WHAT TO PRODUCE – Please repeat the records below exactly, but only from the line that contains "Ok(content)" onward, ending with the last line.

SUPPLIED RECORDS –

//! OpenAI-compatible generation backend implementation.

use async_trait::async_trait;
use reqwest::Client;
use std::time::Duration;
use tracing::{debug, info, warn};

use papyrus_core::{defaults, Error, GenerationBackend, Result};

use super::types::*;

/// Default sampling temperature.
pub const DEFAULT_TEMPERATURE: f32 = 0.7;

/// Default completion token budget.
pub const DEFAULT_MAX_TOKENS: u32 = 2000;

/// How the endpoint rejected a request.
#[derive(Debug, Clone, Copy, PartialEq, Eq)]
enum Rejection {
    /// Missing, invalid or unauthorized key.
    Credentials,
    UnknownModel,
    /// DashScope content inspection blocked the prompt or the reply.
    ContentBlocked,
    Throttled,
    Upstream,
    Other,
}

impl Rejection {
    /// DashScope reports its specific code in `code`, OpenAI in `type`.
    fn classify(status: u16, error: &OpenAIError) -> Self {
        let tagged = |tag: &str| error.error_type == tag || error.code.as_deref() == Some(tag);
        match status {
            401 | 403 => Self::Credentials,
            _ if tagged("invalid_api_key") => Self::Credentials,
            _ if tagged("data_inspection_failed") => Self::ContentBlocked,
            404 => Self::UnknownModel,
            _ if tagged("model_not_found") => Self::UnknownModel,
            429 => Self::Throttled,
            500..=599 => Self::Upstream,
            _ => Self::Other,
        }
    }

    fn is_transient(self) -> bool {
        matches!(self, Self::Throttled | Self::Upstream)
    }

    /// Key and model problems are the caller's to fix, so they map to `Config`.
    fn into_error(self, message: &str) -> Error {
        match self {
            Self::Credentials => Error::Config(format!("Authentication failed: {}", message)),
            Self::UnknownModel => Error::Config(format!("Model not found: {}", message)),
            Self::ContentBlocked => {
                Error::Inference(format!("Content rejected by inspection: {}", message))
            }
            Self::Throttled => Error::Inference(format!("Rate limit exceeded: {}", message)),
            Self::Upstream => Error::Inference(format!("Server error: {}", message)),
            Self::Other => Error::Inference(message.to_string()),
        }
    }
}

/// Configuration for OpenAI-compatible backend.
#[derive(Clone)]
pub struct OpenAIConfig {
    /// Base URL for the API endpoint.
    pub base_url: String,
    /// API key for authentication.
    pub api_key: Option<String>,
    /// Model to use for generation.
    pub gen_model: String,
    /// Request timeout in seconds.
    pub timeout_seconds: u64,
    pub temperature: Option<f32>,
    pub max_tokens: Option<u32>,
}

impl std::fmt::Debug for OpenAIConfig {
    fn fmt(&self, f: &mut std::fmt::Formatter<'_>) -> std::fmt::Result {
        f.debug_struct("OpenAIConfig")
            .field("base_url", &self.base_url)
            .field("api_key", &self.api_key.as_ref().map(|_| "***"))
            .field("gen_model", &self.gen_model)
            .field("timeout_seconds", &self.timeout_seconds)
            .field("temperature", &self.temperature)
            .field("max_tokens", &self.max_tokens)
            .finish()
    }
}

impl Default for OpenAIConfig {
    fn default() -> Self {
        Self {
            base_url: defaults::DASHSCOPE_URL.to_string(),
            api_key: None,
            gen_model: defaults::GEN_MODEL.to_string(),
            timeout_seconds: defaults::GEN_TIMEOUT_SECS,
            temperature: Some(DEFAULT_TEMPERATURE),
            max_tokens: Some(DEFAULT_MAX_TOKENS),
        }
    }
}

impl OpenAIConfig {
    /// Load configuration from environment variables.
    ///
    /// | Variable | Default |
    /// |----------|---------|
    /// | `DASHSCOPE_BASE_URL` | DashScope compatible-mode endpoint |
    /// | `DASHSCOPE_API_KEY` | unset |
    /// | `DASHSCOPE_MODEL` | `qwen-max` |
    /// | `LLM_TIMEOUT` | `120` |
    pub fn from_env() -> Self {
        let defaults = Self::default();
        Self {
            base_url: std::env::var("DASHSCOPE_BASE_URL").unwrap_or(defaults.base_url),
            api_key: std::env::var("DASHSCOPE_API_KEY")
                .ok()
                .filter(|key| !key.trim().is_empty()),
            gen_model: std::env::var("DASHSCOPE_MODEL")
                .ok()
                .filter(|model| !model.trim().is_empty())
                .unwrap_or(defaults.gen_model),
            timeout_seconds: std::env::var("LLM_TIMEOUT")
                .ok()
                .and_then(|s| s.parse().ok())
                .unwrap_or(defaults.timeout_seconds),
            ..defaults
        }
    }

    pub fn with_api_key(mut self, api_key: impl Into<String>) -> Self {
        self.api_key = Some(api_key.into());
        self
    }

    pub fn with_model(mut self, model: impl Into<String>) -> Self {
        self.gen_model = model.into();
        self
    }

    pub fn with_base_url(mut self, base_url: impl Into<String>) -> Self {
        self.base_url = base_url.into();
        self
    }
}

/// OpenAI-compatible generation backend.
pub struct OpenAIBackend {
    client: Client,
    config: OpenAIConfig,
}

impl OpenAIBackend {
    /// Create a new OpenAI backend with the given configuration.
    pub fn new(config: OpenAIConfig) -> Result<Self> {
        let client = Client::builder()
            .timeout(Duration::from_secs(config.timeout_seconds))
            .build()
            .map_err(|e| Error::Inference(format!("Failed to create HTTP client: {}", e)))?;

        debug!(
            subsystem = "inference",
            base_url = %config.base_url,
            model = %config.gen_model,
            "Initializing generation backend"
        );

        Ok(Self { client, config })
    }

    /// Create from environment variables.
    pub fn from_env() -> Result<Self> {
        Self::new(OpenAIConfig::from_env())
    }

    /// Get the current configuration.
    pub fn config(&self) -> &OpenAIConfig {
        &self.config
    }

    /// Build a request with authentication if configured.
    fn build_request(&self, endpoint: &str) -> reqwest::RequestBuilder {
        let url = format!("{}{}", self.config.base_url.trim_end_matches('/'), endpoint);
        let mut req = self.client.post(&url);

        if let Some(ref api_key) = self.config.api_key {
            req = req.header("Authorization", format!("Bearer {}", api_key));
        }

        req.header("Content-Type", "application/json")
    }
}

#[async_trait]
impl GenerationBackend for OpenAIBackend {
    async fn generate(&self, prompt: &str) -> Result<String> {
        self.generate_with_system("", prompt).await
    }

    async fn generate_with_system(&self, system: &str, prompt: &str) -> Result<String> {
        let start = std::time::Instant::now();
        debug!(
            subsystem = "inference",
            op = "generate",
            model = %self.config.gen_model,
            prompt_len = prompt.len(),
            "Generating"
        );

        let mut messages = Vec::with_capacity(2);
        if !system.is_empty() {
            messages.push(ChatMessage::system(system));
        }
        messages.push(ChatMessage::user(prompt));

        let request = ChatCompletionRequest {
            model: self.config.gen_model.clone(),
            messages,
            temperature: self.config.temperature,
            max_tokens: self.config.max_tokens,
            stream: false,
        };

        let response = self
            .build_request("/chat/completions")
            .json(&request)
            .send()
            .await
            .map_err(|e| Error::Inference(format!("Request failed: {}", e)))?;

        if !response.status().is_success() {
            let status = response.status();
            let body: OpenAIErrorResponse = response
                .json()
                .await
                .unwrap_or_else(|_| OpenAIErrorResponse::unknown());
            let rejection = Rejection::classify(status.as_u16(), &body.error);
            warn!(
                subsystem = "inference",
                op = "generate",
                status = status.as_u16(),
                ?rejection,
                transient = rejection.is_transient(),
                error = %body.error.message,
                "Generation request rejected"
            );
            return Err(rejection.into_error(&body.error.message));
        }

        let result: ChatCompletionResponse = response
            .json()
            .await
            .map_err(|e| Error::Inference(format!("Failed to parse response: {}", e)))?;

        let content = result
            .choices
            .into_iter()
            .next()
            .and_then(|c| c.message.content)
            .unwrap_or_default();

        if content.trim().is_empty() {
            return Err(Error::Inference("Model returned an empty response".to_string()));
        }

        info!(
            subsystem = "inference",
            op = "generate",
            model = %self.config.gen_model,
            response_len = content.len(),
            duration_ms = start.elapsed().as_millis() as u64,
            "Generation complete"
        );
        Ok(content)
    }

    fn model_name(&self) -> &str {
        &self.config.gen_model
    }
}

EXERCISE OUTPUT –
        Ok(content)
    }

    fn model_name(&self) -> &str {
        &self.config.gen_model
    }
}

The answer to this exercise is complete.